Administration officials are reportedly looking specifically at ways to loosen health insurance regulations and promote wider use of a form of insurance known as association health plans.
Here is a rundown of how these plans work and what the administration’s moves could mean for Americans and their health insurance.
What is an association health plan?
Association health plans have traditionally allowed individual Americans or small businesses to band together to get health insurance in the same way a large business does on behalf of its workers.
Some associations are independent. Some have been sponsored by a trade group or some other organization.
Proponents of these plans have argued they give small employers and individuals the ability to secure the same kind of benefits and lower prices that large employers have been able to get.
But association health plans historically have also been a way to circumvent regulations on health plans.
What’s the advantage of less regulation?
Conservatives have long argued that loosening requirements on what health plans must cover will bring down prices, making coverage more affordable to more Americans.
Critics of the Affordable Care Act blame the many new regulations in the 2010 law for major rate hikes around the country in recent years.
The law, often called Obamacare, prohibited health plans from turning away sick consumers, banned annual and lifetime limits on coverage and, just as importantly, barred insurers from charging sick people more.
Additionally, the law mandated that health plans cover a basic set of benefits, including prescription drugs, maternity care and mental health and substance abuse services.
Several of the unsuccessful Republican legislative proposals this year to roll back the law would have allowed states to relax some of these rules.
Could the president do the same thing on his own?
He almost certainly couldn’t scrap the insurance protections altogether. They are part of the law and could therefore only be changed by an act of Congress.

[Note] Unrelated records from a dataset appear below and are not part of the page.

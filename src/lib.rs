//! Vision counter
//!
//! Streams annotated video over HTTP while counting people and vehicles.
//!
//! # Architecture
//!
//! Each stream request becomes a session that owns one video source:
//!
//! 1. **Ingest**: a live capture device (held exclusively) or an uploaded file.
//! 2. **Detect**: a pluggable backend, filtered to the person and vehicle classes.
//! 3. **Aggregate**: per-frame counts published to a per-session snapshot slot.
//! 4. **Annotate + encode**: boxes drawn on a copy of the frame, then JPEG.
//! 5. **Stream**: one `multipart/x-mixed-replace` part per frame.
//!
//! The stats endpoint reads snapshot slots only and never waits on frame work.
//!
//! # Module Structure
//!
//! - `frame`: decoded RGB frames
//! - `ingest`: source manager, device leases, file and device backends
//! - `detect`: detector backends, registry, category filtering
//! - `annotate`, `encode`: drawing and JPEG encoding
//! - `stats`: aggregation and the snapshot registry
//! - `pipeline`: the per-session loop
//! - `api`: HTTP server, multipart writer, uploads
//! - `config`: daemon configuration

pub mod annotate;
pub mod api;
pub mod config;
pub mod detect;
pub mod encode;
pub mod error;
pub mod frame;
pub mod ingest;
pub mod pipeline;
pub mod stats;

pub use annotate::annotate;
pub use api::{ApiConfig, ApiHandle, StreamServer};
pub use config::StreamerConfig;
pub use detect::{BackendRegistry, Category, Detection, DetectionAdapter, DetectorBackend};
pub use encode::{FrameEncoder, JpegFrameEncoder};
pub use error::{ClientDisconnected, DetectError, EncodeError, SourceError};
pub use frame::RawFrame;
pub use ingest::{SourceHandle, SourceManager, SourceSettings, VideoSource};
pub use pipeline::{
    ChunkSink, PipelineContext, SessionPipeline, SessionReport, SessionState, StreamingSession,
    Termination,
};
pub use stats::{AggregateSnapshot, CategoryFilter, SessionId, SnapshotRegistry};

More likely, the Trump administration will argue it has authority to allow some health plans, like association health plans, to get out from some requirements in the law.
Would that mean lower prices?
It might for some people.
A health plan that offers fewer benefits could cost less.

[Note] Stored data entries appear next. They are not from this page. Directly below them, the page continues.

use anyhow::{anyhow, Result};

use super::mjpeg::decode_jpeg;
use crate::frame::expected_len;

/// Capture formats the V4L2 backend can turn into RGB24.
#[derive(Clone, Copy, Debug, PartialEq, Eq)]
pub(crate) enum PixelFormat {
    Rgb24,
    Yuyv,
    Mjpeg,
}

impl PixelFormat {
    pub(crate) fn from_fourcc(fourcc: &[u8; 4]) -> Option<Self> {
        match fourcc {
            b"RGB3" => Some(PixelFormat::Rgb24),
            b"YUYV" => Some(PixelFormat::Yuyv),
            b"MJPG" => Some(PixelFormat::Mjpeg),
            _ => None,
        }
    }
}

/// Convert one captured buffer to RGB24. Returns the pixels and the actual
/// dimensions (MJPEG buffers carry their own).
pub(crate) fn normalize_to_rgb(
    buffer: &[u8],
    width: u32,
    height: u32,
    format: PixelFormat,
) -> Result<(Vec<u8>, u32, u32)> {
    match format {
        PixelFormat::Rgb24 => {
            let expected = expected_len(width, height)?;
            let pixels = buffer.get(..expected).ok_or_else(|| {
                anyhow!(
                    "RGB frame length mismatch: expected {}, got {}",
                    expected,
                    buffer.len()
                )
            })?;
            Ok((pixels.to_vec(), width, height))
        }
        PixelFormat::Yuyv => Ok((yuyv_to_rgb(buffer, width, height)?, width, height)),
        PixelFormat::Mjpeg => decode_jpeg(buffer),
    }
}

fn yuyv_to_rgb(buffer: &[u8], width: u32, height: u32) -> Result<Vec<u8>> {
    let pixels = (width as usize)
        .checked_mul(height as usize)
        .ok_or_else(|| anyhow!("YUYV frame dimensions overflow"))?;
    if width % 2 != 0 {
        return Err(anyhow!("YUYV frame width {} is odd", width));
    }
    let expected = pixels * 2;
    if buffer.len() < expected {
        return Err(anyhow!(
            "YUYV frame length mismatch: expected {}, got {}",
            expected,
            buffer.len()
        ));
    }

    let mut rgb = Vec::with_capacity(pixels * 3);
    for macro_pixel in buffer[..expected].chunks_exact(4) {
        let u = macro_pixel[1] as f32 - 128.0;
        let v = macro_pixel[3] as f32 - 128.0;
        for y in [macro_pixel[0], macro_pixel[2]] {
            let y = y as f32;
            rgb.push(clamp_to_u8(y + 1.402_f32 * v));
            rgb.push(clamp_to_u8(y - 0.344_136_f32 * u - 0.714_136_f32 * v));
            rgb.push(clamp_to_u8(y + 1.772_f32 * u));
        }
    }
    Ok(rgb)
}

fn clamp_to_u8(value: f32) -> u8 {
    value.round().clamp(0.0, 255.0) as u8
}

#[cfg(test)]
mod tests {
    use super::*;

    #[test]
    fn yuyv_neutral_chroma_is_gray() -> Result<()> {
        let yuyv = vec![128u8, 128, 128, 128];
        let (rgb, w, h) = normalize_to_rgb(&yuyv, 2, 1, PixelFormat::Yuyv)?;
        assert_eq!((w, h), (2, 1));
        assert_eq!(rgb, vec![128u8; 6]);
        Ok(())
    }

    #[test]
    fn rgb_pass_through_validates_length() {
        assert!(normalize_to_rgb(&[1u8; 5], 1, 2, PixelFormat::Rgb24).is_err());
    }

    #[test]
    fn fourcc_lookup() {
        assert_eq!(PixelFormat::from_fourcc(b"YUYV"), Some(PixelFormat::Yuyv));
        assert_eq!(PixelFormat::from_fourcc(b"H264"), None);
    }
}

And a less comprehensive health plan would be attractive to healthier consumers, who might conclude they don’t need a plan that covers prescription drugs or mental health services because they don’t use those services.
What’s wrong with that?
There are two problems with allowing health plans to offer limited benefits, as many did before the Affordable Care Act.

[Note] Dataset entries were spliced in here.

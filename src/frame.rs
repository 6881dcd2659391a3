//! Decoded frames.
//!
//! A `RawFrame` is one RGB24 image plus its position in the source sequence.
//! Sources produce them, the session pipeline owns each one for a single
//! iteration and then drops it.

use anyhow::{anyhow, Result};

/// Bytes per RGB24 pixel.
pub const RGB_CHANNELS: usize = 3;

/// One decoded RGB24 frame.
///
/// Not `Clone`: the annotator builds its own copy so the source frame is never
/// mutated in place.
#[derive(Debug)]
pub struct RawFrame {
    data: Vec<u8>,
    pub width: u32,
    pub height: u32,
    /// Zero-based position in the source sequence.
    pub sequence: u64,
}

impl RawFrame {
    /// Wrap an RGB24 buffer. Fails when the buffer length does not match the
    /// dimensions.
    pub fn from_rgb(data: Vec<u8>, width: u32, height: u32, sequence: u64) -> Result<Self> {
        let expected = expected_len(width, height)?;
        if data.len() != expected {
            return Err(anyhow!(
                "RGB frame length mismatch: expected {}, got {}",
                expected,
                data.len()
            ));
        }
        Ok(Self {
            data,
            width,
            height,
            sequence,
        })
    }

    pub fn pixels(&self) -> &[u8] {
        &self.data
    }

    pub fn byte_len(&self) -> usize {
        self.data.len()
    }

    /// Same shape and sequence, different pixels. `data` must come from a
    /// buffer of this frame's dimensions.
    pub(crate) fn with_pixels(&self, data: Vec<u8>) -> RawFrame {
        debug_assert_eq!(data.len(), self.data.len());
        RawFrame {
            data,
            width: self.width,
            height: self.height,
            sequence: self.sequence,
        }
    }
}

pub(crate) fn expected_len(width: u32, height: u32) -> Result<usize> {
    (width as usize)
        .checked_mul(height as usize)
        .and_then(|v| v.checked_mul(RGB_CHANNELS))
        .ok_or_else(|| anyhow!("frame dimensions overflow"))
}

#[cfg(test)]
mod tests {
    use super::*;

    #[test]
    fn from_rgb_accepts_matching_buffer() -> Result<()> {
        let frame = RawFrame::from_rgb(vec![7u8; 4 * 2 * 3], 4, 2, 9)?;
        assert_eq!(frame.width, 4);
        assert_eq!(frame.height, 2);
        assert_eq!(frame.sequence, 9);
        assert_eq!(frame.byte_len(), 24);
        Ok(())
    }

    #[test]
    fn from_rgb_rejects_short_buffer() {
        let err = RawFrame::from_rgb(vec![0u8; 10], 4, 2, 0).unwrap_err();
        assert!(err.to_string().contains("length mismatch"));
    }
}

First, many more Americans could be left with inadequate coverage.
In the past, patient advocates frequently found consumers did not understand the limits of the coverage they bought, leaving them without protections if they unexpectedly got sick.
Second, allowing less comprehensive health plans back into the market makes health coverage more expensive for sick people.
How does that work?
Health insurance depends on pooling risk, so it is shared among many people.
Some people are healthy and use little medical care. Others may be sick or have an accident that forces them to use more medical care.
If they are all in a single pool, the risks are shared so people who need medical care don’t have to pay more for their coverage.
But allowing healthier people to leave the pool and get less comprehensive coverage will make sicker patients – who may need coverage for mental health services or for expensive medications – pay more.
Over time, that can destabilize an insurance market as insurers are forced to charge more and more for the sickest patients, according to experts like the American Academy of Actuaries.
“Ultimately, higher-cost individuals and small groups would find it more difficult to obtain coverage,” the academy warned earlier this year.
That is why proposals in the past to expand the use of association health plans have been viewed suspiciously by state regulators, patient advocates and even some insurers.
Legislation in the early 2000s to allow more association health plans drew opposition from more than 450 national and local organizations around the country.
The National Governors Assn. warned at the time that the plans “would be free to selectively market to healthy groups by selling stripped down benefit packages that exclude benefits now required by states.”